We were to have started in Taiwan, which soon followed China in closing its doors. The voyage was then adjusted, to start in Okinawa in the southern islands, and visit South Korea. When South Korea shut down, the problem became the laws of cabotage. No ship foreign to a country can trade between two of its ports without calling in another country. So where was the nearest abroad? Russia. Instead of blossom-viewing we would have to spend four days steaming to Vladivostok and back over a thousand miles on the North Pacific, in March. I’m afraid we cried off – and within ten days the voyage was cancelled altogether.

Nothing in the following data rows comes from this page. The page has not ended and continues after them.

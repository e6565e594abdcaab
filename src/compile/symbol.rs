use crate::compile::expr::parse::ExprNode;
use crate::compile::regs::SReg;
use crate::compile::types::{BaseType, DataType, DataValue};
use std::fmt;

/// Storage and linkage classification of a symbol. Program-unit heads,
/// callable names, and storage classes share one namespace per unit.
#[derive(Copy, Clone, Debug, Eq, PartialEq)]
#[repr(u8)]
pub enum SymbolClass {
    Program,
    Subroutine,
    Function,
    BlockData,
    StmtFunction,
    Intrinsic,
    External,
    Auto,
    Static,
    Adjustable,
    Global,
    Argument,
    Parameter,
    Pointee,
}

impl SymbolClass {
    pub fn is_unit_head(self) -> bool {
        matches!(
            self,
            SymbolClass::Program
                | SymbolClass::Subroutine
                | SymbolClass::Function
                | SymbolClass::BlockData
        )
    }

    pub fn is_storage(self) -> bool {
        matches!(
            self,
            SymbolClass::Auto
                | SymbolClass::Static
                | SymbolClass::Adjustable
                | SymbolClass::Global
                | SymbolClass::Argument
                | SymbolClass::Function
        )
    }
}

impl fmt::Display for SymbolClass {
    fn fmt(&self, f: &mut fmt::Formatter<'_>) -> fmt::Result {
        let t = match self {
            SymbolClass::Program => "PROGRAM",
            SymbolClass::Subroutine => "SUBROUTINE",
            SymbolClass::Function => "FUNCTION",
            SymbolClass::BlockData => "BLOCK DATA",
            SymbolClass::StmtFunction => "STMT FUNC",
            SymbolClass::Intrinsic => "INTRINSIC",
            SymbolClass::External => "EXTERNAL",
            SymbolClass::Auto => "AUTO",
            SymbolClass::Static => "STATIC",
            SymbolClass::Adjustable => "ADJUSTABLE",
            SymbolClass::Global => "COMMON",
            SymbolClass::Argument => "ARGUMENT",
            SymbolClass::Parameter => "PARAMETER",
            SymbolClass::Pointee => "POINTEE",
        };
        write!(f, "{}", t)
    }
}

/// Statement-function definition captured at declaration time: formal
/// names plus the unevaluated right-hand-side tree. Expansion shadows the
/// formals with the actual arguments and walks the tree in place.
#[derive(Clone, Debug)]
pub struct StmtFuncDef {
    pub formals: Vec<String>,
    pub body: ExprNode,
}

/// Value a shadow symbol is bound to during statement-function expansion.
#[derive(Clone, Debug)]
pub enum ShadowBinding {
    Const(DataValue),
    Reg(SReg, BaseType),
}

#[derive(Debug)]
pub struct Symbol {
    pub name: String,
    pub class: SymbolClass,
    pub dtype: DataType,
    /// Class-dependent placement: negative frame words for Auto and
    /// Function results, positive static words for Static, words within
    /// the block for Global, positive frame words for Argument.
    pub offset: i64,
    /// COMMON block this symbol is bound to (Global class).
    pub common: Option<String>,
    /// Declared in a COMMON statement, so the block cursor places it.
    pub in_common_decl: bool,
    /// Constant value (Parameter class).
    pub value: Option<DataValue>,
    /// The pointer variable this Pointee is accessed through.
    pub pointer: Option<String>,
    pub stmt_func: Option<StmtFuncDef>,
    /// Declared bound expressions of an adjustable array, one pair per
    /// dimension; `None` for an assumed upper bound (`*`).
    pub adj_bounds: Vec<(Option<ExprNode>, Option<ExprNode>)>,
    /// For an adjustable array, the argument slot whose word feeds the
    /// dope vector's base address.
    pub arg_slot: Option<i64>,
    /// Index into the unit's equivalence chains.
    pub equiv: Option<usize>,
    pub saved: bool,
    pub laid_out: bool,
    pub is_deleted: bool,
    pub shadow: Option<ShadowBinding>,
}

impl Symbol {
    pub fn new(name: &str, class: SymbolClass, dtype: DataType) -> Symbol {
        Symbol {
            name: name.to_string(),
            class,
            dtype,
            offset: 0,
            common: None,
            in_common_decl: false,
            value: None,
            pointer: None,
            stmt_func: None,
            adj_bounds: Vec::new(),
            arg_slot: None,
            equiv: None,
            saved: false,
            laid_out: false,
            is_deleted: false,
            shadow: None,
        }
    }

    /// Size in 64-bit words as the layout passes see it. Adjustable arrays
    /// contribute their dope vector; non-storage classes occupy nothing.
    pub fn size_words(&self) -> u64 {
        match self.class {
            SymbolClass::Adjustable => (self.dtype.rank() as u64) * 2 + 1,
            SymbolClass::Argument => 1,
            c if c.is_storage() => self.dtype.size_words(),
            _ => 0,
        }
    }
}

Our consolation has been England’s most glorious spring. It has been hard to keep away from Kew; the magnolias are as fine as I’ve ever seen them. If only I’d planted M. kobus thirty years ago… We’ve seen the last of them, though, for this year; even the Royal Botanic Garden has been closed. In compensation for Japan’s no-show I have been testing myself on the cherry trees around us and realise how rusty I’ve become on their names. Once upon. Time I could tell a Jo-nioi from a Taki-nioi or a Shirotae from a Shirofugen at a glance. Now, shame-faced, I often have to resort to Picture This, an App that recognizes whatever plant you point your camera at – though Japanese names are not its strongest point.
It’s tempting to have a beauty contest and give marks out of ten. Far better, though, just to marvel at their wonderfully lovely variations on a theme.